Instructions to follow
Set down exactly, from the records below, the line with "layout[1].y, separator, self.theme.border_focus);" through the line with "for (y, row)", and nothing else.

========

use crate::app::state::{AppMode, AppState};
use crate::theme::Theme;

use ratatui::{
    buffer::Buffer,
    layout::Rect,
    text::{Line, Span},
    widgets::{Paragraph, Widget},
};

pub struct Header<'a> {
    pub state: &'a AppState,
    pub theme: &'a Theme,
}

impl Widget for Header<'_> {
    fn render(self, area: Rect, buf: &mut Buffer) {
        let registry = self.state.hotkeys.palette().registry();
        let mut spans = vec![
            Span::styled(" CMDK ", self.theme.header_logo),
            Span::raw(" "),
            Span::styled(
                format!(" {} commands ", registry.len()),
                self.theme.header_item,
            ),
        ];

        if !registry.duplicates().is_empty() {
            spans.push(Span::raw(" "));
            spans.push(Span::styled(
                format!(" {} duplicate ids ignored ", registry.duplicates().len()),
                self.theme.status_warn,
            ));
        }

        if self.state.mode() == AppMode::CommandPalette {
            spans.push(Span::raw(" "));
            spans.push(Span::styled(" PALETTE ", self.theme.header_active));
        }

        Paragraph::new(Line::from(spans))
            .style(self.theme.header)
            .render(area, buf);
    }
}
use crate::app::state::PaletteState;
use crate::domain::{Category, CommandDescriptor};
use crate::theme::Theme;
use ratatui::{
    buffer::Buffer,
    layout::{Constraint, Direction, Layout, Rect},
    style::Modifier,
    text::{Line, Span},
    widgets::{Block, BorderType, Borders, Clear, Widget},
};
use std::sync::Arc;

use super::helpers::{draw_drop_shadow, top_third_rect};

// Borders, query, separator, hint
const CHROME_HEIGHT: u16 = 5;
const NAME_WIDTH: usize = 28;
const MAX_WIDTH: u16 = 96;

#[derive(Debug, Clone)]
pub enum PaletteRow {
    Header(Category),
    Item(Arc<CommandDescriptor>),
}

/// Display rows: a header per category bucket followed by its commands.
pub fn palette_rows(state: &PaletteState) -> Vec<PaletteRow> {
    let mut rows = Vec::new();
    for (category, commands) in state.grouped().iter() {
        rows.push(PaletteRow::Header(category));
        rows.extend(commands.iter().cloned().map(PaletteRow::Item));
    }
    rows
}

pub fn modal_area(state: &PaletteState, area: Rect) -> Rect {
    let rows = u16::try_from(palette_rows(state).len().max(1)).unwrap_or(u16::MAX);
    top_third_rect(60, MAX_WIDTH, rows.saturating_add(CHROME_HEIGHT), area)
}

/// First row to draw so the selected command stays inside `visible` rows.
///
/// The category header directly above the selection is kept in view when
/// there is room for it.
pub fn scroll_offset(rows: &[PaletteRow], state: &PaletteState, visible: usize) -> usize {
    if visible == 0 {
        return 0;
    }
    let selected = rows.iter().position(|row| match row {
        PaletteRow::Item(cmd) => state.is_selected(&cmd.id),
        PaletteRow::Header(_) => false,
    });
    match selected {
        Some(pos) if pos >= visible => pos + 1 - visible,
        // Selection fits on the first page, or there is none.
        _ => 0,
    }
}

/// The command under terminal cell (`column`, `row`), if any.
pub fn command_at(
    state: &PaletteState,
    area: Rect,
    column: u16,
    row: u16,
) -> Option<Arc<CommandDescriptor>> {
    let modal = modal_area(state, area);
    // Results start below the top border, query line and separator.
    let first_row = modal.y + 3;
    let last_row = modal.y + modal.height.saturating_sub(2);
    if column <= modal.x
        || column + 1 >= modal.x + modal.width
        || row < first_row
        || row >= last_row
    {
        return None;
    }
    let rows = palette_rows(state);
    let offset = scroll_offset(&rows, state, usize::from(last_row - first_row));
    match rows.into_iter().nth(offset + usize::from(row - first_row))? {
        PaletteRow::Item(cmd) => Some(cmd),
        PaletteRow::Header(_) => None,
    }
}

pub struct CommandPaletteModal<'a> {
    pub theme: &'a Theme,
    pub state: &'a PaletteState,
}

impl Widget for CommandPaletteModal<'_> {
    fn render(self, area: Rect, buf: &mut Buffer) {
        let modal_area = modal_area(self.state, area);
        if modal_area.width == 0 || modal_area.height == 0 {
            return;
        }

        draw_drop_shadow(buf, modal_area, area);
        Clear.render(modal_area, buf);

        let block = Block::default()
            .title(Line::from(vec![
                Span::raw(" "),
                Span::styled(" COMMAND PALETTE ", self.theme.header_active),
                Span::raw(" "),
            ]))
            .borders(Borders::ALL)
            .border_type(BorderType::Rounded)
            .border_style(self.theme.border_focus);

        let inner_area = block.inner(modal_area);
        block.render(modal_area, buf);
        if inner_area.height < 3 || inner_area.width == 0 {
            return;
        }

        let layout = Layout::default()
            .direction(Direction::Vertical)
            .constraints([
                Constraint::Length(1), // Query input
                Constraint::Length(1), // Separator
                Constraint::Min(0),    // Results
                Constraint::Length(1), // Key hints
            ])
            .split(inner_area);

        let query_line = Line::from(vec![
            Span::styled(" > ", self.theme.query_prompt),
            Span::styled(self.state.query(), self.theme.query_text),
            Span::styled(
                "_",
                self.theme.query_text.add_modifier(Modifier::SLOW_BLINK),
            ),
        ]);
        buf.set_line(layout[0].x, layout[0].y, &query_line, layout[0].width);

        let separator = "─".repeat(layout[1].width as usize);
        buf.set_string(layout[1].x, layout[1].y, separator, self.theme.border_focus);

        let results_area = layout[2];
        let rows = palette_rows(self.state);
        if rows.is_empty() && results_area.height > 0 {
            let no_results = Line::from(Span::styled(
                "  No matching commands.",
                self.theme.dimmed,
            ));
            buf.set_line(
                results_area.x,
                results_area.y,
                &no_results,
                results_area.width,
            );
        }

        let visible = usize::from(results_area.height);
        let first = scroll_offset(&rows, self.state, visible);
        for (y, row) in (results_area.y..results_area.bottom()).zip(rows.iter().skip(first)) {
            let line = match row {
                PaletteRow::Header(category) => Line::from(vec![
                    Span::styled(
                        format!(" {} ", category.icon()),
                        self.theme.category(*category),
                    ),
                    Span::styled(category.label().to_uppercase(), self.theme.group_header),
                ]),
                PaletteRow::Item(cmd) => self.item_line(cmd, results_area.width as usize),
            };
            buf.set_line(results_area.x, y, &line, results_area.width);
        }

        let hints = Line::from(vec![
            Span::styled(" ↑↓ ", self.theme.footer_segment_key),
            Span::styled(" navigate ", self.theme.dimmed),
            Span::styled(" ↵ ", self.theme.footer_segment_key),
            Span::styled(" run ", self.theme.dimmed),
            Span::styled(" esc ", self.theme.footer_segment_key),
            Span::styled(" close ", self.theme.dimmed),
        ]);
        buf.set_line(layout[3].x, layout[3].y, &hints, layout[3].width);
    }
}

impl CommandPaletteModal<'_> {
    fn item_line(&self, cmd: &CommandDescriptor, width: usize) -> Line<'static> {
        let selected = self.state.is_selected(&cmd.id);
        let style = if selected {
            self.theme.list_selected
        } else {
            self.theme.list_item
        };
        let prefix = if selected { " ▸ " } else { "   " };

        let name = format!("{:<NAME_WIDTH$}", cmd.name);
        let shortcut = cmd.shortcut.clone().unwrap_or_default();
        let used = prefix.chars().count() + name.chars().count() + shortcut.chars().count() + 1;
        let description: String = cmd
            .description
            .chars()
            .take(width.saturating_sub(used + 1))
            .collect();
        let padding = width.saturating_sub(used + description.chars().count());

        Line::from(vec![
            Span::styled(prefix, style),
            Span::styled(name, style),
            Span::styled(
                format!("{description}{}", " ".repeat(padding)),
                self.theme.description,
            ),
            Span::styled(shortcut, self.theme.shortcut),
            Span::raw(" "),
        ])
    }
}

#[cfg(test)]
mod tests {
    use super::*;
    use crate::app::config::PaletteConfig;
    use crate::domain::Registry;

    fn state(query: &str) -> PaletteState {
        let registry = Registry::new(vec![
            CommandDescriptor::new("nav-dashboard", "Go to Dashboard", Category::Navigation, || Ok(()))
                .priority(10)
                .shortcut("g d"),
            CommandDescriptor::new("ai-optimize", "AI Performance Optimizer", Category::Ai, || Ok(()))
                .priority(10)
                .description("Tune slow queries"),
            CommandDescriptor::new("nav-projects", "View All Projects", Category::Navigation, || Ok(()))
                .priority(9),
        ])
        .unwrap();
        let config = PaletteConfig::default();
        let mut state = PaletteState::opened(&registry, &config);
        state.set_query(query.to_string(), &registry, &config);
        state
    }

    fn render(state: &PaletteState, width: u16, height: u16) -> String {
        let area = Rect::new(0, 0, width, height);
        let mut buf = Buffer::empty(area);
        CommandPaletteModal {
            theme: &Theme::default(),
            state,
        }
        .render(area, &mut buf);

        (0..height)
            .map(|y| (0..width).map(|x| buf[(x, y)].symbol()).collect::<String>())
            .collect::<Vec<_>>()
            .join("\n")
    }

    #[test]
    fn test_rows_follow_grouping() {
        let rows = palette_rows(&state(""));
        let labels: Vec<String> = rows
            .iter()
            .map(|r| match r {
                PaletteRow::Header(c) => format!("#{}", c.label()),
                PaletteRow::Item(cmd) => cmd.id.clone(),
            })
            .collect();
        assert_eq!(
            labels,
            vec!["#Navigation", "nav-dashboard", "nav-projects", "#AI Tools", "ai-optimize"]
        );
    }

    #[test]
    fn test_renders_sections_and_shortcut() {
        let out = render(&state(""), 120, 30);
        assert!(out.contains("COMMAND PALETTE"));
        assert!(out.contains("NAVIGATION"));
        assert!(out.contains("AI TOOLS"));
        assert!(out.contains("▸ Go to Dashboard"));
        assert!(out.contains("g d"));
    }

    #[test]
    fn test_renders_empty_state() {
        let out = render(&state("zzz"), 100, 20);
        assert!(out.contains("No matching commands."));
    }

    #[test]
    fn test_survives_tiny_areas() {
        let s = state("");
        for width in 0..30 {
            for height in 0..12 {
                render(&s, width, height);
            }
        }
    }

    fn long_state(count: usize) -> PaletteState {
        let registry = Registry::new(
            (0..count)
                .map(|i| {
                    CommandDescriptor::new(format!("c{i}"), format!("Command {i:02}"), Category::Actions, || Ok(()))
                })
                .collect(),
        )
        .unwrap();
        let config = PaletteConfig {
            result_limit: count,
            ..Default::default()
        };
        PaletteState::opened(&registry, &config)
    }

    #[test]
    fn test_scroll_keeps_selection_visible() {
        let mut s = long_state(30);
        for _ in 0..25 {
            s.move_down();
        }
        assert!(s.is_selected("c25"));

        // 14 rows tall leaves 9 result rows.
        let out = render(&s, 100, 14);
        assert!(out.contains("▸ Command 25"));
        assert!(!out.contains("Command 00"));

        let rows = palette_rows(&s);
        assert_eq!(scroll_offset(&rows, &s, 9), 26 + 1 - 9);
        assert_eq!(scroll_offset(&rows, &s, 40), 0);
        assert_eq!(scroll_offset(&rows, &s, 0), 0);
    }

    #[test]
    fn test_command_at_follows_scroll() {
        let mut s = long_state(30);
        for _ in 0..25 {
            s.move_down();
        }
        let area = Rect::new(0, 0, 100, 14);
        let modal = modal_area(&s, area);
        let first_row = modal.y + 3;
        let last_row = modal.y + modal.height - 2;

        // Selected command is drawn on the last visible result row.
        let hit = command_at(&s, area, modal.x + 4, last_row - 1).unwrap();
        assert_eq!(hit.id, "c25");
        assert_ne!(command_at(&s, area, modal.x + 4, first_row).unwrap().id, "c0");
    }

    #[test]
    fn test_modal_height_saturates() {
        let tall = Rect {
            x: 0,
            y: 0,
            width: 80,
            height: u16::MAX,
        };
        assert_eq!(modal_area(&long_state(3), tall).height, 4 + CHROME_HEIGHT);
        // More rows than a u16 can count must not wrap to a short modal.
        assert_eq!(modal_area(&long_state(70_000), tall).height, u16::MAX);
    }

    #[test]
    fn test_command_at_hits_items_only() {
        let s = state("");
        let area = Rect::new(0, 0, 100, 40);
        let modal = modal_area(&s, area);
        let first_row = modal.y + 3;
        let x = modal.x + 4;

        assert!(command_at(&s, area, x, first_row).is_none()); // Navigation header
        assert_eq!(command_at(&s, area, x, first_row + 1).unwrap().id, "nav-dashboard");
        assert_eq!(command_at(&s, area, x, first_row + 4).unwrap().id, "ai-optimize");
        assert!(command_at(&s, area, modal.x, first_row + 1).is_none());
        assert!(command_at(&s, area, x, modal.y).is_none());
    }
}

========

Output
        buf.set_string(layout[1].x, layout[1].y, separator, self.theme.border_focus);

        let results_area = layout[2];
        let rows = palette_rows(self.state);
        if rows.is_empty() && results_area.height > 0 {
            let no_results = Line::from(Span::styled(
                "  No matching commands.",
                self.theme.dimmed,
            ));
            buf.set_line(
                results_area.x,
                results_area.y,
                &no_results,
                results_area.width,
            );
        }

        let visible = usize::from(results_area.height);
        let first = scroll_offset(&rows, self.state, visible);
        for (y, row) in (results_area.y..results_area.bottom()).zip(rows.iter().skip(first)) {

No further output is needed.